Fibbed or fact-checked, these stories and dozens of others have been told and retold, spun into ghost-tour monologues and stamped into scary story books.

Well, we’re taking our turn in re-spinning two of Chicago’s spookiest stories, but this time in service to two Curious Citizens. The first wanted to meet the local specter who has (allegedly) been seen the most often. The second asked to find the location that ghost census-takers say is crawling with spirits.

To ease into this, let’s consider what good can come out of a ghost story, especially if you’re on the skeptical side. For this, we turn to folklorist Sue Eleuterio, who says these stories fulfill a number of psychological needs. Among them: Supernatural stories transform real-life dangers into ghoulish monsters. In theory these tales spook kids away from sneaking out after dark.

“We know there are risks associated with certain behavior, so being out alone when it’s dark, or you know, after a certain time, is dangerous, or can be dangerous,” she says.

Ghost stories can also make it safe for young people to experience uncomfortable emotions. “There’s something thrilling about being afraid, especially if it feels controlled,” Eleuterio says. “One of the things I love about folk culture is we still have that need. We have all those needs to be afraid, we have those needs to be reassured, we have those needs to be warned and protected.”

With this in mind — and with help from an antique dealer and a couple of ghost experts — we pursue two ghost stories that answer our Curious Citizens’ questions. Along the way we learn how ghost tales can not just haunt us, they can help us, too.

Legitimate ghost?

For both questions we enlist the help of Adam Selzer, the author of The Ghosts of Chicago and a local ghost tour guide. Selzer traces his interest in the supernatural back to his childhood, which was spent watching Scooby Doo. That detail, though, doesn’t mean he’s light when it comes to comparing legends to facts.

“If you’re interested in ghosts you deserve better,” he says. “You deserve proper backstories.” For him, that translates into “digging through old newspaper archives, old 19th century books, stuff from the property records, the legal archives occasionally, contacting relatives when possible.”

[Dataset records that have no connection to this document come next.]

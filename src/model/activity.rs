use chrono::{DateTime, Utc};
use serde::{Deserialize, Serialize};

use crate::core::EntityId;

/// Something to do at a destination. Leaf of the ownership tree.
#[derive(Debug, Clone, Serialize, Deserialize)]
#[serde(rename_all = "camelCase")]
pub struct Activity {
    pub id: EntityId,
    pub created_at: DateTime<Utc>,
    pub updated_at: DateTime<Utc>,
    pub created_by: EntityId,
    pub destination_id: EntityId,
    pub name: String,
    pub start_date: DateTime<Utc>,
    /// Minutes.
    pub duration: i64,
    pub done: bool,
    #[serde(default, skip_serializing_if = "Option::is_none")]
    pub location: Option<String>,
}

#[derive(Debug, Clone, Deserialize)]
#[serde(rename_all = "camelCase")]
pub struct CreateActivity {
    pub created_by: EntityId,
    pub name: String,
    pub start_date: DateTime<Utc>,
    pub duration: i64,
    pub location: Option<String>,
}

#[derive(Debug, Clone, Default, Serialize, Deserialize)]
#[serde(rename_all = "camelCase")]
pub struct UpdateActivity {
    #[serde(skip_serializing_if = "Option::is_none")]
    pub name: Option<String>,
    #[serde(skip_serializing_if = "Option::is_none")]
    pub start_date: Option<DateTime<Utc>>,
    #[serde(skip_serializing_if = "Option::is_none")]
    pub duration: Option<i64>,
    #[serde(skip_serializing_if = "Option::is_none")]
    pub done: Option<bool>,
    #[serde(skip_serializing_if = "Option::is_none")]
    pub location: Option<String>,
}

impl Activity {
    pub fn new(destination_id: EntityId, input: CreateActivity) -> Self {
        let now = Utc::now();
        Self {
            id: EntityId::generate(),
            created_at: now,
            updated_at: now,
            created_by: input.created_by,
            destination_id,
            name: input.name,
            start_date: input.start_date,
            duration: input.duration,
            done: false,
            location: input.location,
        }
    }
}
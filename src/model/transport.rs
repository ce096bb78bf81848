use chrono::{DateTime, Utc};
use serde::{Deserialize, Serialize};

use crate::core::EntityId;

/// A transportation leg, owned by exactly one planner via `planner_id`.
#[derive(Debug, Clone, Serialize, Deserialize)]
#[serde(rename_all = "camelCase")]
pub struct Transport {
    pub id: EntityId,
    pub created_at: DateTime<Utc>,
    pub updated_at: DateTime<Utc>,
    pub created_by: EntityId,
    pub planner_id: EntityId,
    /// Free-form, e.g. "Flight" or "Train".
    #[serde(rename = "type")]
    pub kind: String,
    #[serde(default, skip_serializing_if = "Option::is_none")]
    pub details: Option<String>,
    #[serde(default, skip_serializing_if = "Option::is_none")]
    pub vehicle_id: Option<String>,
    pub departure_time: DateTime<Utc>,
    pub arrival_time: DateTime<Utc>,
}

#[derive(Debug, Clone, Deserialize)]
#[serde(rename_all = "camelCase")]
pub struct CreateTransport {
    pub created_by: EntityId,
    #[serde(rename = "type")]
    pub kind: String,
    pub details: Option<String>,
    pub vehicle_id: Option<String>,
    pub departure_time: DateTime<Utc>,
    pub arrival_time: DateTime<Utc>,
}

#[derive(Debug, Clone, Default, Serialize, Deserialize)]
#[serde(rename_all = "camelCase")]
pub struct UpdateTransport {
    #[serde(rename = "type", skip_serializing_if = "Option::is_none")]
    pub kind: Option<String>,
    #[serde(skip_serializing_if = "Option::is_none")]
    pub details: Option<String>,
    #[serde(skip_serializing_if = "Option::is_none")]
    pub vehicle_id: Option<String>,
    #[serde(skip_serializing_if = "Option::is_none")]
    pub departure_time: Option<DateTime<Utc>>,
    #[serde(skip_serializing_if = "Option::is_none")]
    pub arrival_time: Option<DateTime<Utc>>,
}

impl Transport {
    pub fn new(planner_id: EntityId, input: CreateTransport) -> Self {
        let now = Utc::now();
        Self {
            id: EntityId::generate(),
            created_at: now,
            updated_at: now,
            created_by: input.created_by,
            planner_id,
            kind: input.kind,
            details: input.details,
            vehicle_id: input.vehicle_id,
            departure_time: input.departure_time,
            arrival_time: input.arrival_time,
        }
    }
}
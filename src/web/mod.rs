//! HTTP surface: the typed error taxonomy mapped onto status codes, the
//! `{ success, ... }` response envelopes, and the axum router.

pub mod routes;

use axum::Json;
use axum::http::StatusCode;
use axum::response::{IntoResponse, Response};
use serde::Serialize;

use crate::core::PlanError;

pub use routes::{AppState, app};

#[derive(Debug, Serialize)]
pub struct ErrorResponse {
    pub success: bool,
    pub error: String,
    pub code: String,
}

#[derive(Debug, Serialize)]
pub struct DataResponse<T> {
    pub success: bool,
    pub data: T,
}

pub fn ok<T: Serialize>(data: T) -> (StatusCode, Json<DataResponse<T>>) {
    (
        StatusCode::OK,
        Json(DataResponse {
            success: true,
            data,
        }),
    )
}

pub fn created<T: Serialize>(data: T) -> (StatusCode, Json<DataResponse<T>>) {
    (
        StatusCode::CREATED,
        Json(DataResponse {
            success: true,
            data,
        }),
    )
}

#[derive(Debug)]
pub struct WebError(pub PlanError);

impl From<PlanError> for WebError {
    fn from(err: PlanError) -> Self {
        Self(err)
    }
}

impl IntoResponse for WebError {
    fn into_response(self) -> Response {
        let (status, code) = match &self.0 {
            PlanError::InvalidObjectId(_)
            | PlanError::InvalidCollectionType(_)
            | PlanError::MalformedPayload(_) => (StatusCode::BAD_REQUEST, "validation_error"),
            PlanError::RecordNotFound { .. } => (StatusCode::NOT_FOUND, "not_found"),
            PlanError::CascadeFailure { .. } => {
                (StatusCode::INTERNAL_SERVER_ERROR, "cascade_failure")
            }
            PlanError::Storage(_) => (StatusCode::INTERNAL_SERVER_ERROR, "storage_error"),
        };

        let body = Json(ErrorResponse {
            success: false,
            error: self.0.to_string(),
            code: code.to_string(),
        });

        (status, body).into_response()
    }
}

pub type WebResult<T> = std::result::Result<T, WebError>;

#[cfg(test)]
mod tests {
    use super::*;
    use crate::core::{EntityId, EntityType};
    use axum::http::StatusCode;

    fn status_of(err: PlanError) -> StatusCode {
        WebError(err).into_response().status()
    }

    #[test]
    fn test_validation_errors_map_to_bad_request() {
        assert_eq!(
            status_of(PlanError::InvalidObjectId("jane".into())),
            StatusCode::BAD_REQUEST
        );
        assert_eq!(
            status_of(PlanError::InvalidCollectionType("Airline".into())),
            StatusCode::BAD_REQUEST
        );
    }

    #[test]
    fn test_not_found_maps_to_404() {
        let id = EntityId::generate();
        assert_eq!(
            status_of(PlanError::not_found(EntityType::Planner, &id)),
            StatusCode::NOT_FOUND
        );
    }

    #[test]
    fn test_cascade_failure_maps_to_500() {
        let id = EntityId::generate();
        let err = PlanError::CascadeFailure {
            kind: EntityType::Destination,
            id,
            reason: "store went away".into(),
        };
        assert_eq!(status_of(err), StatusCode::INTERNAL_SERVER_ERROR);
    }
}
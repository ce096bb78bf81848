use std::sync::Arc;

use clap::Parser;
use tracing::info;
use tracing_subscriber::EnvFilter;
use tracing_subscriber::layer::SubscriberExt;
use tracing_subscriber::util::SubscriberInitExt;

use tripplan::service::TripPlanDb;
use tripplan::storage::MemoryStore;
use tripplan::web::{AppState, app};
use tripplan::ServiceConfig;

#[derive(Debug, Parser)]
#[command(name = "tripplan", about = "Collaborative trip-planning backend")]
struct Args {
    /// Bind host; overrides TRIPPLAN_HOST
    #[arg(long)]
    host: Option<String>,

    /// Bind port; overrides TRIPPLAN_PORT
    #[arg(long)]
    port: Option<u16>,
}

#[tokio::main]
async fn main() -> anyhow::Result<()> {
    tracing_subscriber::registry()
        .with(
            EnvFilter::try_from_default_env()
                .unwrap_or_else(|_| EnvFilter::new("tripplan=info,tower_http=info")),
        )
        .with(tracing_subscriber::fmt::layer())
        .init();

    let args = Args::parse();
    let mut config = ServiceConfig::from_env();
    if let Some(host) = args.host {
        config = config.host(&host);
    }
    if let Some(port) = args.port {
        config = config.port(port);
    }

    let store = Arc::new(MemoryStore::new());
    let state = AppState::new(TripPlanDb::new(store));

    let listener = tokio::net::TcpListener::bind(config.bind_addr()).await?;
    info!(addr = %config.bind_addr(), "tripplan listening");
    axum::serve(listener, app(state)).await?;
    Ok(())
}
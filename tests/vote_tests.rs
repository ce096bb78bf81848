/// Attachment index tests (votes)
///
/// Run with: cargo test --test vote_tests
use std::sync::Arc;

use chrono::{Duration, Utc};
use tripplan::core::{EntityId, EntityType, ObjectRef, PlanError};
use tripplan::model::{CreateDestination, CreatePlanner, CreateUser, Destination, User, VoteDirection};
use tripplan::service::TripPlanDb;
use tripplan::storage::{Collection, MemoryStore};

async fn setup() -> (TripPlanDb<MemoryStore>, User, Destination) {
    let db = TripPlanDb::new(Arc::new(MemoryStore::new()));
    let user = db
        .create_user(CreateUser {
            user_name: "jdoe".to_string(),
            preferred_name: "John Doe".to_string(),
        })
        .await
        .unwrap();
    let planner = db
        .create_planner(CreatePlanner {
            created_by: user.id.clone(),
            name: "Island hop".to_string(),
            description: None,
            start_date: Utc::now(),
            end_date: Utc::now() + Duration::days(4),
            ro_users: Vec::new(),
            rw_users: Vec::new(),
            invites: Vec::new(),
        })
        .await
        .unwrap();
    let destination = db
        .create_destination(
            &user.id,
            &planner.id,
            CreateDestination {
                created_by: user.id.clone(),
                name: "Salt Spring".to_string(),
                start_date: Utc::now(),
                end_date: Utc::now() + Duration::days(1),
            },
        )
        .await
        .unwrap();
    (db, user, destination)
}

#[tokio::test]
async fn test_cast_and_read_votes() {
    let (db, user, destination) = setup().await;
    let target = ObjectRef::new(EntityType::Destination, destination.id.clone());

    db.cast_vote(&target, &user.id, VoteDirection::Up)
        .await
        .unwrap();

    let tally = db.get_votes(&target).await.unwrap();
    assert_eq!(tally.up_votes, vec![user.id.clone()]);
    assert!(tally.down_votes.is_empty());
}

#[tokio::test]
async fn test_switching_direction_moves_the_vote() {
    let (db, user, destination) = setup().await;
    let target = ObjectRef::new(EntityType::Destination, destination.id.clone());

    // 1. Up, then down: the id appears in exactly one array
    db.cast_vote(&target, &user.id, VoteDirection::Up)
        .await
        .unwrap();
    let tally = db
        .cast_vote(&target, &user.id, VoteDirection::Down)
        .await
        .unwrap();
    assert!(tally.up_votes.is_empty());
    assert_eq!(tally.down_votes, vec![user.id.clone()]);

    // 2. Casting the same direction again changes nothing
    let again = db
        .cast_vote(&target, &user.id, VoteDirection::Down)
        .await
        .unwrap();
    assert_eq!(again.down_votes.len(), 1);
}

#[tokio::test]
async fn test_retract_clears_both_directions() {
    let (db, user, destination) = setup().await;
    let target = ObjectRef::new(EntityType::Destination, destination.id.clone());

    db.cast_vote(&target, &user.id, VoteDirection::Up)
        .await
        .unwrap();
    let tally = db.retract_vote(&target, &user.id).await.unwrap();
    assert!(tally.up_votes.is_empty());
    assert!(tally.down_votes.is_empty());
}

#[tokio::test]
async fn test_votes_die_with_their_entity() {
    let (db, user, destination) = setup().await;
    let target = ObjectRef::new(EntityType::Destination, destination.id.clone());

    db.cast_vote(&target, &user.id, VoteDirection::Up)
        .await
        .unwrap();
    assert_eq!(db.store().len(Collection::VoteThreads).await.unwrap(), 1);

    db.delete_entity(&user.id, &target).await.unwrap();
    assert_eq!(db.store().len(Collection::VoteThreads).await.unwrap(), 0);
}

#[tokio::test]
async fn test_voting_as_a_missing_user_is_not_found() {
    let (db, _, destination) = setup().await;
    let target = ObjectRef::new(EntityType::Destination, destination.id.clone());

    let ghost = EntityId::generate();
    let err = db
        .cast_vote(&target, &ghost, VoteDirection::Up)
        .await
        .unwrap_err();
    assert!(matches!(
        err,
        PlanError::RecordNotFound {
            kind: EntityType::User,
            ..
        }
    ));
}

Alright … but for the record: Does our ghost expert believe in ghosts?

“I’ve seen some strange stuff,” he says, “but not necessarily anything that I would swear in front of a panel of scientists was really a dead person. But certainly some things that I can’t explain.”

Anna “Mary” Norkus, above, died on the night of her 13th birthday in 1927. Ursula Bielski holds that Norkus is the inspiration behind Resurrection Mary ghost story. (Image courtesy Ursula Bielski)

Ok. Onto our first question, which comes from Chicagoan Ben Albers, a self-described history buff and ghost enthusiast:

Which is the most legitimate ghost story in Chicago?

And … here’s his caveat: He’s looking for evidence. “Anyone can make up a ghost story,” Ben says. “A new bar owner, in order to get publicity, they could say that Al Capone used to sit in that booth and eat his lasagna. It’s just [that] you need the evidence to back it up in order for it to be legitimate.”

Whew. Well, Ben meets Adam Selzer and producer Katie Klocksin at Resurrection Cemetery in Justice, Illinois, a southwest suburb. Selzer explains that, for him, evidence “is primarily first-hand accounts, actual stories of somebody seeing the ghost.”

By this metric, the winner for most legitimate ghost story is that of Resurrection Mary, sightings of which began in the early 1930s. Selzer has encountered a few dozen first-hand accounts. “So a few dozen is a lot more than we’ve got of everything else, really,” he says.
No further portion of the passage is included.